Saved entries
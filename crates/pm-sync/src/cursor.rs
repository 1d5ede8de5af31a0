//! Resume-cursor derivation

use pm_database_postgres::SyncStore;
use tracing::info;

use crate::error::SyncResult;

/// Derive the resumption cursor for this run.
///
/// The cursor is the creation timestamp of the newest condition with a
/// durably committed market, so a run that crashed mid-batch resumes from
/// committed state only and leaves no gaps. `full` ignores the cursor and
/// replays history from the beginning.
pub async fn resume_cursor(store: &dyn SyncStore, full: bool) -> SyncResult<Option<i64>> {
  if full {
    info!("Full sync requested; ignoring resume cursor");
    return Ok(None);
  }

  let cursor = store.latest_market_cursor().await?;
  match cursor {
    Some(ts) => info!("Resuming from creation timestamp {}", ts),
    None => info!("No committed markets yet; running a full historical sync"),
  }
  Ok(cursor)
}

**EXERCISE DESCRIPTION:** For the word "from", show every line of the entries that holds it.

**YOUR RESPONSE:**
/// durably committed market, so a run that crashed mid-batch resumes from
/// replays history from the beginning.
    Some(ts) => info!("Resuming from creation timestamp {}", ts),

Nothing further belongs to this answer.